- Task description
Copy out, from the entries below, each line that holds the string "scan".

(Stored data entries)
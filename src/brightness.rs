// This library is free software: you can redistribute it and/or modify
// it under the terms of the GNU General Public License as published by
// the Free Software Foundation, either version 3 of the License, or
// (at your option) any later version.
//
// This library is distributed in the hope that it will be useful,
// but WITHOUT ANY WARRANTY; without even the implied warranty of
// MERCHANTABILITY or FITNESS FOR A PARTICULAR PURPOSE.  See the
// GNU General Public License for more details.
//
// You should have received a copy of the GNU General Public License
// along with this library.  If not, see <http://www.gnu.org/licenses/>.

//! Dimmer handling.
//!
//! The potentiometer sample sets the duty cycle of each scan step. Two
//! overrides sit on top of it: the display starts at full brightness and
//! fades to the dimmer setting over the first [`RAMP_SECONDS`], and once the
//! countdown has run out it is always driven at full brightness.

use crate::config::{BRIGHTNESS_MAX, CYCLE_UNITS, RAMP_SECONDS, RAMP_STEP, RESET_TIME};

/// Last completed dimmer conversion.
///
/// The ADC is polled without waiting, so most loop iterations reuse a stale
/// sample.
#[derive(Clone, Copy, Debug, PartialEq, Eq)]
pub struct Dimmer {
    sample: u16,
}

impl Dimmer {
    /// Starts at full brightness until the first conversion completes.
    #[must_use]
    pub const fn new() -> Self {
        Self {
            sample: BRIGHTNESS_MAX,
        }
    }

    /// Take a finished conversion if there is one and return the current
    /// sample. A pending conversion or a failed read keeps the old value.
    pub fn poll<E>(&mut self, reading: nb::Result<u16, E>) -> u16 {
        if let Ok(sample) = reading {
            self.sample = sample.min(BRIGHTNESS_MAX);
        }
        self.sample
    }

    #[must_use]
    pub const fn sample(&self) -> u16 {
        self.sample
    }
}

impl Default for Dimmer {
    fn default() -> Self {
        Self::new()
    }
}

/// Minimum brightness `elapsed` seconds after start.
///
/// Falls by [`RAMP_STEP`] per second from full scale and is zero once the
/// ramp is over.
#[must_use]
pub fn ramp_floor(elapsed: i16) -> u16 {
    if elapsed >= RAMP_SECONDS {
        return 0;
    }
    let Ok(elapsed) = u16::try_from(elapsed) else {
        return BRIGHTNESS_MAX;
    };
    BRIGHTNESS_MAX.saturating_sub(RAMP_STEP.saturating_mul(elapsed))
}

/// Brightness to drive with, given the dimmer `sample` and the seconds left.
#[must_use]
pub fn effective(sample: u16, remaining: i16) -> u16 {
    let sample = sample.min(BRIGHTNESS_MAX);
    let elapsed = RESET_TIME.saturating_sub(remaining);
    if elapsed < RAMP_SECONDS {
        sample.max(ramp_floor(elapsed))
    } else if remaining <= 0 {
        BRIGHTNESS_MAX
    } else {
        sample
    }
}

/// How one scan step splits its time between lit and dark.
#[derive(Clone, Copy, Debug, PartialEq, Eq)]
pub enum DutyCycle {
    /// Everything dark for a whole cycle; the selector does not move.
    Dark,
    /// The next digit lit for a whole cycle.
    Lit,
    /// The next digit lit for `on` units, then dark for `off` units.
    Dimmed { on: u16, off: u16 },
}

impl DutyCycle {
    #[must_use]
    pub fn from_brightness(brightness: u16) -> Self {
        match brightness {
            0 => Self::Dark,
            b if b >= BRIGHTNESS_MAX => Self::Lit,
            b => Self::Dimmed {
                on: b,
                off: BRIGHTNESS_MAX - b,
            },
        }
    }

    /// Hold units spent with a digit enabled.
    #[must_use]
    pub const fn lit_units(self) -> u16 {
        match self {
            Self::Dark => 0,
            Self::Lit => CYCLE_UNITS,
            Self::Dimmed { on, .. } => on,
        }
    }

    /// Hold units the whole step takes.
    #[must_use]
    pub const fn total_units(self) -> u16 {
        match self {
            Self::Dark | Self::Lit => CYCLE_UNITS,
            Self::Dimmed { on, off } => on + off,
        }
    }

    /// Hold units spent with every digit off.
    #[must_use]
    pub const fn dark_units(self) -> u16 {
        self.total_units() - self.lit_units()
    }

    /// Whether this step moves the selector to the next digit.
    #[must_use]
    pub const fn advances(self) -> bool {
        !matches!(self, Self::Dark)
    }
}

- Exercise answer
//! The potentiometer sample sets the duty cycle of each scan step. Two
/// How one scan step splits its time between lit and dark.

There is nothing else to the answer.